En plus d’être musicien, Sahad est également un membre actif de la communauté Baye Fall, qui fait partie de la confrérie des Mourides. Les Baye Fall vivent un certain nombre de traditions et de valeurs soufies avec une intensité extraordinaire. Pensez au dhikr (l’évocation répétée et rythmique des noms sacrés de Dieu), à la poésie et à la méditation. Il en va de même pour la musique.

‘Nous faisons une distinction entre l’essence de la religion et ce qui vient culturellement des Arabes.’

Sahad: ‘Le mouridisme est né de la résistance à la colonisation. Notre fondateur, le grand maître soufi Amadou Bamba, a été exilé au Gabon et en Mauritanie. Nous chérissons une spiritualité sophistiquée, basée sur l’humanisme.’

L’islam prêché par les pays arabes adhère fortement à la charia et aux cinq piliers: la profession de foi, la prière, la charité, le jeûne et le pèlerinage à la Mecque.

Selon Sahad, ce n’est pas l’essence de l’islam. ‘Pour nous, il manque une dimension importante. Nous vivons l’islam de l’intérieur. Le mysticisme et l’ésotérisme sont importants. Nous essayons d’être généreux et humbles, nous essayons de partager. D’être au service de la communauté.’

Je suis d’ailleurs frappé par le fait que beaucoup de Sénégalais considèrent que “leur” islam est différent de ce que le monde arabe considère comme l’islam “universel”. Je partage ce constat avec Sahad. ‘En fait, les Arabes ont colonisé l’islam’, explique-t-il.

‘Nous faisons une distinction entre l’essence de la religion et ce qui vient culturellement des Arabes. C’est un simple emballage qui n’a rien à voir avec le cœur de la religion. Nous enlevons cet emballage et le rendons sénégalais. Les Arabes étaient souvent considérés comme supérieurs. Ils le pensaient, nous le pensions aussi. L’islam sénégalais a voulu se débarrasser de ça.’

‘Ça a bien marché’, sourit le musicien. ‘Nous avons “tropicalisé” l’islam’.

Carsten ten Brink (CC BY-NC-ND 2.0)

Affiches de personnalités religieuses à Dakar. A gauche: Amadou Bamba, leader de la communauté mouride. Il n’existe qu’une seule photographie de lui où l’écharpe couvre la majeure partie de son visage.

L’influence du wahhabisme

Nous rencontrons Alioune Tine, l’un des principaux penseurs et militants de la société civile sénégalaise. Lui aussi souligne l’importance des confréries. ‘Notre islam soufi est l’idéologie dominante ici. Les confréries ont une grande influence sur la population, elles sont de véritables bastions de pouvoir. Leurs tentacules atteignent profondément la vie économique et politique.’

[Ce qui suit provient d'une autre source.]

//! Application state: the therapy store, AAC board pool, builtin dictionary,
//! optional language provider, and the shared translation cache.

use std::collections::HashMap;

use chrono::{DateTime, Utc};
use tokio::sync::RwLock;
use tracing::{info, instrument};

use crate::aac::BoardPool;
use crate::config::{datasets_from_env, load_config_from_env};
use crate::datasets::DatasetRegistry;
use crate::domain::Translations;
use crate::provider::LanguageProvider;
use crate::seeds;
use crate::store::TherapyStore;

pub struct AppState {
    pub store: TherapyStore,
    pub provider: Option<LanguageProvider>,
    pub board: BoardPool,
    pub dictionary: HashMap<String, Translations>,
    pub datasets: DatasetRegistry,
    /// (lowercased text, target language) -> translation. Reduces provider
    /// hits for repeated tiles and instructions.
    pub translation_cache: RwLock<HashMap<(String, String), String>>,
    pub started_at: DateTime<Utc>,
}

impl AppState {
    /// Build state from env: load config, rehydrate the store, build the
    /// board pool, init the optional provider.
    #[instrument(level = "info", skip_all)]
    pub fn new() -> Self {
        let cfg = load_config_from_env();

        let store = TherapyStore::load();
        let board = BoardPool::from_config(cfg.as_ref().and_then(|c| c.board.as_ref()));

        // Dataset inventory: TOML config wins, then SAARTHI_DATASETS, then
        // the builtin demo sets.
        let mut dataset_cfgs = cfg.map(|c| c.datasets).unwrap_or_default();
        if dataset_cfgs.is_empty() {
            dataset_cfgs = datasets_from_env();
        }
        if dataset_cfgs.is_empty() {
            dataset_cfgs = seeds::default_datasets();
        }
        let datasets = DatasetRegistry::new(dataset_cfgs);

        let provider = LanguageProvider::from_env();
        if let Some(p) = &provider {
            info!(target: "saarthi_backend", base_url = %p.base_url, "Language provider enabled.");
        } else {
            info!(target: "saarthi_backend", "Language provider disabled (no SAARTHI_PROVIDER_URL). Using builtin dictionary.");
        }

        let state = AppState {
            store,
            provider,
            board,
            dictionary: seeds::builtin_dictionary(),
            datasets,
            translation_cache: RwLock::new(HashMap::new()),
            started_at: Utc::now(),
        };
        state
    }

    /// Log the startup inventory the way the dashboards will see it.
    pub async fn log_inventory(&self) {
        let data = self.store.read().await;
        info!(
            target: "therapy_store",
            learners = data.learners.len(),
            activities = data.activities.len(),
            assignments = data.assignments.len(),
            board_concepts = self.board.concept_count(),
            datasets = self.datasets.len(),
            "Startup inventory"
        );
    }

    /// Whole seconds since the process built its state.
    pub fn uptime_seconds(&self) -> u64 {
        (Utc::now() - self.started_at).num_seconds().max(0) as u64
    }
}
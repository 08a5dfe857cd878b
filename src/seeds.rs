//! Seed data: demo learners/activities/assignments, the default AAC concept
//! pool, and the built-in translation dictionary used when no provider is
//! configured.

use std::collections::HashMap;

use chrono::{DateTime, Utc};

use crate::config::{BoardCategory, DatasetCfg};
use crate::domain::{
  AacItem, Activity, ActivityContent, Assignment, AssignmentStatus, Language, Learner,
  MatchingOption, Translations,
};

fn ts(s: &str) -> DateTime<Utc> {
  DateTime::parse_from_rfc3339(s)
    .map(|d| d.with_timezone(&Utc))
    .unwrap_or_else(|_| Utc::now())
}

fn tr(en: &str, hi: &str, ta: &str) -> Translations {
  Translations { english: en.into(), hindi: hi.into(), tamil: ta.into() }
}

/// Demo learners shipped with a fresh store.
pub fn seed_learners() -> Vec<Learner> {
  vec![
    Learner {
      id: "learner-1".into(),
      name: "Aarav Sharma".into(),
      age: 6,
      preferred_language: Language::Hindi,
      created_at: ts("2024-01-15T00:00:00Z"),
    },
    Learner {
      id: "learner-2".into(),
      name: "Priya Patel".into(),
      age: 5,
      preferred_language: Language::English,
      created_at: ts("2024-02-20T00:00:00Z"),
    },
    Learner {
      id: "learner-3".into(),
      name: "Karthik Rajan".into(),
      age: 7,
      preferred_language: Language::Tamil,
      created_at: ts("2024-03-10T00:00:00Z"),
    },
  ]
}

/// Demo activities: one AAC board, one matching game.
pub fn seed_activities() -> Vec<Activity> {
  vec![
    Activity {
      id: "activity-1".into(),
      name: "Daily Needs AAC Board".into(),
      target_language: Language::Hindi,
      instruction: "Tap on the pictures to communicate your needs".into(),
      instruction_translations: tr(
        "Tap on the pictures to communicate your needs",
        "अपनी जरूरतों को बताने के लिए चित्रों पर टैप करें",
        "உங்கள் தேவைகளை தெரிவிக்க படங்களை தட்டவும்",
      ),
      created_at: ts("2024-03-01T00:00:00Z"),
      updated_at: ts("2024-03-01T00:00:00Z"),
      content: ActivityContent::Aac {
        items: vec![
          AacItem {
            id: "1".into(),
            label: "Water".into(),
            label_translations: tr("Water", "पानी", "தண்ணீர்"),
            image_url: None,
          },
          AacItem {
            id: "2".into(),
            label: "Food".into(),
            label_translations: tr("Food", "खाना", "உணவு"),
            image_url: None,
          },
          AacItem {
            id: "3".into(),
            label: "Help".into(),
            label_translations: tr("Help", "मदद", "உதவி"),
            image_url: None,
          },
          AacItem {
            id: "4".into(),
            label: "Bathroom".into(),
            label_translations: tr("Bathroom", "शौचालय", "கழிவறை"),
            image_url: None,
          },
        ],
      },
    },
    Activity {
      id: "activity-2".into(),
      name: "Color Matching".into(),
      target_language: Language::English,
      instruction: "Match the color with its name".into(),
      instruction_translations: tr(
        "Match the color with its name",
        "रंग को उसके नाम से मिलाएं",
        "நிறத்தை அதன் பெயருடன் பொருத்தவும்",
      ),
      created_at: ts("2024-03-05T00:00:00Z"),
      updated_at: ts("2024-03-05T00:00:00Z"),
      content: ActivityContent::Matching {
        options: vec![
          MatchingOption {
            id: "1".into(),
            text: "Red".into(),
            text_translations: tr("Red", "लाल", "சிவப்பு"),
            is_correct: true,
          },
          MatchingOption {
            id: "2".into(),
            text: "Blue".into(),
            text_translations: tr("Blue", "नीला", "நீலம்"),
            is_correct: false,
          },
          MatchingOption {
            id: "3".into(),
            text: "Green".into(),
            text_translations: tr("Green", "हरा", "பச்சை"),
            is_correct: false,
          },
        ],
      },
    },
  ]
}

/// Demo assignments wiring the seed activities to the seed learners.
pub fn seed_assignments() -> Vec<Assignment> {
  vec![
    Assignment {
      id: "assign-1".into(),
      activity_id: "activity-1".into(),
      learner_id: "learner-1".into(),
      status: AssignmentStatus::InProgress,
      last_update: "Opened activity".into(),
      therapist_notes: None,
      audio_submission: None,
      assigned_at: ts("2024-03-15T00:00:00Z"),
      updated_at: ts("2024-03-16T00:00:00Z"),
    },
    Assignment {
      id: "assign-2".into(),
      activity_id: "activity-2".into(),
      learner_id: "learner-2".into(),
      status: AssignmentStatus::Completed,
      last_update: "Completed".into(),
      therapist_notes: None,
      audio_submission: None,
      assigned_at: ts("2024-03-14T00:00:00Z"),
      updated_at: ts("2024-03-15T00:00:00Z"),
    },
  ]
}

/// Default AAC board pool, grouped by category chip.
pub fn default_board_pool() -> Vec<BoardCategory> {
  let cat = |name: &str, concepts: &[&str]| BoardCategory {
    name: name.into(),
    concepts: concepts.iter().map(|c| (*c).to_string()).collect(),
  };
  vec![
    cat("core", &["I", "You", "Want", "More", "Stop", "Go", "Yes", "No", "Help"]),
    cat("food", &["Water", "Food", "Eat", "Drink", "Fruit", "Milk"]),
    cat("feelings", &["Happy", "Sad", "Angry", "Tired", "Scared"]),
    cat("people", &["Mother", "Father", "Teacher", "Friend"]),
    cat("school", &["School", "Book", "Pencil", "Chair"]),
    cat("play", &["Play", "Ball", "Toy", "Music"]),
  ]
}

/// Default dataset inventory: the two builtin demo sets.
pub fn default_datasets() -> Vec<DatasetCfg> {
  vec![
    DatasetCfg { name: "aac-symbols".into(), source_url: None },
    DatasetCfg { name: "speech-prompts".into(), source_url: None },
  ]
}

/// Demo sample rows for the builtin datasets. Rows are sorted so counts
/// and samples are stable across refreshes.
pub fn demo_dataset_rows(name: &str) -> Option<Vec<serde_json::Value>> {
  match name {
    "aac-symbols" => {
      let mut entries: Vec<(String, Translations)> = builtin_dictionary().into_iter().collect();
      entries.sort_by(|a, b| a.0.cmp(&b.0));
      Some(
        entries
          .into_iter()
          .map(|(_, t)| {
            serde_json::json!({
              "concept": t.english,
              "hindi": t.hindi,
              "tamil": t.tamil,
            })
          })
          .collect(),
      )
    }
    "speech-prompts" => Some(
      default_board_pool()
        .into_iter()
        .flat_map(|cat| {
          let category = cat.name;
          cat.concepts.into_iter().map(move |concept| {
            serde_json::json!({
              "prompt": format!("Say '{}'", concept),
              "category": category.clone(),
            })
          })
        })
        .collect(),
    ),
    _ => None,
  }
}

/// Hand-curated concept dictionary. Keys are lowercased English concepts;
/// looked up before (and as a fallback after) the remote provider.
pub fn builtin_dictionary() -> HashMap<String, Translations> {
  let entries: &[(&str, &str, &str)] = &[
    ("water", "पानी", "தண்ணீர்"),
    ("food", "खाना", "உணவு"),
    ("help", "मदद", "உதவி"),
    ("bathroom", "शौचालय", "கழிவறை"),
    ("i", "मैं", "நான்"),
    ("you", "तुम", "நீ"),
    ("want", "चाहिए", "வேண்டும்"),
    ("more", "और", "மேலும்"),
    ("stop", "रुको", "நிறுத்து"),
    ("go", "जाओ", "போ"),
    ("yes", "हाँ", "ஆம்"),
    ("no", "नहीं", "இல்லை"),
    ("play", "खेलो", "விளையாடு"),
    ("eat", "खाओ", "சாப்பிடு"),
    ("drink", "पियो", "குடி"),
    ("fruit", "फल", "பழம்"),
    ("milk", "दूध", "பால்"),
    ("happy", "खुश", "மகிழ்ச்சி"),
    ("sad", "उदास", "சோகம்"),
    ("angry", "गुस्सा", "கோபம்"),
    ("tired", "थका", "சோர்வு"),
    ("scared", "डरा", "பயம்"),
    ("mother", "माँ", "அம்மா"),
    ("father", "पिता", "அப்பா"),
    ("teacher", "शिक्षक", "ஆசிரியர்"),
    ("friend", "दोस्त", "நண்பன்"),
    ("school", "स्कूल", "பள்ளி"),
    ("book", "किताब", "புத்தகம்"),
    ("pencil", "पेंसिल", "பென்சில்"),
    ("chair", "कुर्सी", "நாற்காலி"),
    ("ball", "गेंद", "பந்து"),
    ("toy", "खिलौना", "பொம்மை"),
    ("music", "संगीत", "இசை"),
    ("red", "लाल", "சிவப்பு"),
    ("blue", "नीला", "நீலம்"),
    ("green", "हरा", "பச்சை"),
  ];
  entries
    .iter()
    .map(|(en, hi, ta)| {
      let key = en.to_string();
      let mut en_cap = key.clone();
      if let Some(first) = en_cap.get_mut(0..1) {
        first.make_ascii_uppercase();
      }
      (key, tr(&en_cap, hi, ta))
    })
    .collect()
}

#[cfg(test)]
mod tests {
  use super::*;

  #[test]
  fn seed_content_matches_declared_types() {
    for a in seed_activities() {
      assert!(a.content.validate().is_ok(), "seed activity {} invalid", a.id);
    }
  }

  #[test]
  fn every_default_dataset_has_demo_rows() {
    for cfg in default_datasets() {
      let rows = demo_dataset_rows(&cfg.name).unwrap_or_default();
      assert!(!rows.is_empty(), "no demo rows for {}", cfg.name);
    }
    assert!(demo_dataset_rows("no-such-set").is_none());
  }

  #[test]
  fn pool_concepts_are_covered_by_dictionary() {
    let dict = builtin_dictionary();
    for cat in default_board_pool() {
      for concept in &cat.concepts {
        assert!(
          dict.contains_key(&concept.to_lowercase()),
          "no dictionary entry for {concept}"
        );
      }
    }
  }
}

‘L’influence des wahhabites s’est accrue, surtout depuis les années 80’

Cependant, au cours des dernières décennies, des pressions ont également été exercées par les milieux wahhabites, selon moi. Ce courant conservateur au sein de l’islam, principalement suivi par l’Arabie saoudite et certains États du Golfe, prend pour principes directeurs les vues les plus anciennes de l’islam. Il a été introduit ici par des Sénégalais revenus du Moyen-Orient et d’Afrique du Nord.

L’influence des wahhabites s’est accrue, surtout depuis les années 80, reconnaît Tine: ‘Pour eux, l’islam sénégalais n’est pas l’islam, mais une aberration’.

‘Ces dernières années, ils réagissent beaucoup plus vite qu’avant et font un usage intensif des réseaux sociaux. On entend constamment des choses qu’on n’entendait pas auparavant. Ils sont prompts à trouver les, choses blasphématoires. Ils parlent aussi remarquablement souvent de l’habillement, surtout des femmes.’

Sahad Sarr s’était déjà inquiété ce matin de la pression wahhabite: ‘Tout ce climat de haine contre l’homosexualité est surtout affiché par eux. C’est un islam très négatif.’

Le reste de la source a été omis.